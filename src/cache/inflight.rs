// Per-key serialization of concurrent cache misses

use crate::cache::key::Fingerprint;
use std::collections::HashMap;
use std::sync::{Arc, Mutex, Weak};
use tokio::sync::OwnedMutexGuard;

/// Collapses concurrent identical requests into a single render.
///
/// `read -> render -> write` is not atomic; without coordination two tasks
/// with the same fingerprint can both observe a miss and both render. Each
/// key gets an async mutex here: the first task holds it while rendering,
/// the rest wait and then find the artifact on their store re-check.
///
/// The map holds weak references so a key's entry disappears once the last
/// in-flight guard for it is dropped.
#[derive(Debug, Default)]
pub struct InflightGuards {
    keys: Mutex<HashMap<String, Weak<tokio::sync::Mutex<()>>>>,
}

impl InflightGuards {
    pub fn new() -> Self {
        Self::default()
    }

    /// Acquire the guard for `key`, waiting if another task holds it.
    pub async fn acquire(&self, key: &Fingerprint) -> OwnedMutexGuard<()> {
        let lock = {
            let mut keys = self.keys.lock().expect("inflight map poisoned");
            keys.retain(|_, weak| weak.strong_count() > 0);
            match keys.get(key.as_str()).and_then(Weak::upgrade) {
                Some(existing) => existing,
                None => {
                    let fresh = Arc::new(tokio::sync::Mutex::new(()));
                    keys.insert(key.as_str().to_string(), Arc::downgrade(&fresh));
                    fresh
                }
            }
        };
        lock.lock_owned().await
    }

    #[cfg(test)]
    fn tracked_keys(&self) -> usize {
        self.keys.lock().unwrap().len()
    }
}

#[cfg(test)]
mod tests {
    use super::*;
    use crate::cache::key::fingerprint;
    use crate::models::{CaptionColor, CaptionRequest};
    use std::sync::atomic::{AtomicUsize, Ordering};

    fn key(n: &str) -> Fingerprint {
        fingerprint(&CaptionRequest::new(n, "", "", CaptionColor::Black))
    }

    #[tokio::test]
    async fn test_same_key_serializes() {
        let guards = Arc::new(InflightGuards::new());
        let running = Arc::new(AtomicUsize::new(0));
        let peak = Arc::new(AtomicUsize::new(0));

        let mut tasks = Vec::new();
        for _ in 0..8 {
            let guards = guards.clone();
            let running = running.clone();
            let peak = peak.clone();
            tasks.push(tokio::spawn(async move {
                let _guard = guards.acquire(&key("same")).await;
                let now = running.fetch_add(1, Ordering::SeqCst) + 1;
                peak.fetch_max(now, Ordering::SeqCst);
                tokio::task::yield_now().await;
                running.fetch_sub(1, Ordering::SeqCst);
            }));
        }
        for t in tasks {
            t.await.unwrap();
        }

        assert_eq!(peak.load(Ordering::SeqCst), 1);
    }

    #[tokio::test]
    async fn test_distinct_keys_do_not_block() {
        let guards = InflightGuards::new();
        let a = guards.acquire(&key("a")).await;
        // Must complete while `a` is still held.
        let b = guards.acquire(&key("b")).await;
        drop(a);
        drop(b);
    }

    #[tokio::test]
    async fn test_entries_are_reclaimed() {
        let guards = InflightGuards::new();
        let guard = guards.acquire(&key("a")).await;
        assert_eq!(guards.tracked_keys(), 1);
        drop(guard);
        // The dead weak entry is swept on the next acquire.
        let guard = guards.acquire(&key("b")).await;
        assert_eq!(guards.tracked_keys(), 1);
        drop(guard);
    }
}
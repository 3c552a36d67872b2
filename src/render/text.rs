// Caption shaping and centered placement

use crate::error::{CaptionError, Result};

/// RGBA8 brush color carried through Parley text layout.
#[derive(Clone, Copy, Debug, Default, PartialEq, Eq)]
pub struct TextBrushRgba8 {
    pub r: u8,
    pub g: u8,
    pub b: u8,
    pub a: u8,
}

pub type CaptionLayout = parley::Layout<TextBrushRgba8>;

/// Stateful helper shaping single-line captions with the process font.
///
/// The Parley contexts inside are mutable per shaping call; the renderer
/// keeps one engine behind a mutex rather than rebuilding the (expensive)
/// font context per request.
pub struct TextLayoutEngine {
    font_ctx: parley::FontContext,
    layout_ctx: parley::LayoutContext<TextBrushRgba8>,
    family_name: String,
}

impl TextLayoutEngine {
    /// Register the process font and resolve its primary family name.
    pub fn new(font_bytes: &[u8]) -> Result<Self> {
        let mut font_ctx = parley::FontContext::default();
        let families = font_ctx
            .collection
            .register_fonts(parley::fontique::Blob::from(font_bytes.to_vec()), None);
        let family_id = families.first().map(|(id, _)| *id).ok_or_else(|| {
            CaptionError::Font("no font families registered from font bytes".to_string())
        })?;

        let family_name = font_ctx
            .collection
            .family_name(family_id)
            .ok_or_else(|| CaptionError::Font("registered font family has no name".to_string()))?
            .to_string();

        Ok(Self {
            font_ctx,
            layout_ctx: parley::LayoutContext::new(),
            family_name,
        })
    }

    pub fn family_name(&self) -> &str {
        &self.family_name
    }

    /// Shape `text` as a single unbroken line at `size_px`.
    ///
    /// This is the measurement half of measure-then-place: the layout is
    /// produced off-surface, and its advance width decides the centered
    /// draw position before any canvas pixel changes.
    pub fn layout_line(
        &mut self,
        text: &str,
        size_px: f32,
        brush: TextBrushRgba8,
    ) -> CaptionLayout {
        let mut builder = self
            .layout_ctx
            .ranged_builder(&mut self.font_ctx, text, 1.0, true);
        builder.push_default(parley::style::StyleProperty::FontStack(
            parley::style::FontStack::Source(std::borrow::Cow::Owned(self.family_name.clone())),
        ));
        builder.push_default(parley::style::StyleProperty::FontSize(size_px));
        builder.push_default(parley::style::StyleProperty::Brush(brush));

        let mut layout: CaptionLayout = builder.build(text);
        layout.break_all_lines(None);
        layout
    }
}

/// Advance width of the first (only) line, in pixels. Empty text measures 0.
pub fn line_advance(layout: &CaptionLayout) -> f32 {
    layout
        .lines()
        .next()
        .map(|line| line.metrics().advance)
        .unwrap_or(0.0)
}

/// Baseline offset from the layout's top edge, in pixels.
pub fn line_baseline(layout: &CaptionLayout) -> f32 {
    layout
        .lines()
        .next()
        .map(|line| line.metrics().baseline)
        .unwrap_or(0.0)
}

/// Horizontal offset that centers a measured line on a surface.
///
/// Integer division truncating toward zero. Goes negative when the caption
/// is wider than the surface; the caller draws anyway (degraded layout).
pub fn centered_offset_x(surface_width: u32, measured_width: f32) -> i32 {
    (surface_width as i32 - measured_width as i32) / 2
}

#[cfg(test)]
mod tests {
    use super::*;

    #[test]
    fn test_centered_offset_even_split() {
        assert_eq!(centered_offset_x(100, 80.0), 10);
        assert_eq!(centered_offset_x(800, 0.0), 400);
    }

    #[test]
    fn test_centered_offset_truncates_toward_zero() {
        // Fractional advance truncates before the division, as does the
        // division itself.
        assert_eq!(centered_offset_x(100, 81.9), 9);
        assert_eq!(centered_offset_x(101, 80.0), 10);
    }

    #[test]
    fn test_centered_offset_negative_when_too_wide() {
        assert_eq!(centered_offset_x(100, 120.0), -10);
        assert_eq!(centered_offset_x(100, 121.9), -10);
    }
}
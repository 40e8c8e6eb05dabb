mod app;
mod gui;

use app::SpectralViewApp;

fn main() -> eframe::Result<()> {
    env_logger::Builder::from_env(env_logger::Env::default().default_filter_or("info"))
        .format_timestamp_secs()
        .init();

    log::info!("Starting spectral view demo v{}", env!("CARGO_PKG_VERSION"));

    let options = eframe::NativeOptions {
        viewport: egui::ViewportBuilder::default()
            .with_inner_size([1200.0, 800.0])
            .with_min_inner_size([640.0, 480.0])
            .with_title("Spectral View"),
        ..Default::default()
    };

    eframe::run_native(
        "Spectral View",
        options,
        Box::new(|cc| Ok(Box::new(SpectralViewApp::new(cc)))),
    )
}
· · · ·
• _WORK TO COMPLETE_
Find every line in the records that holds the word "impl", then state the count alone.

• _FINAL ANSWER_
2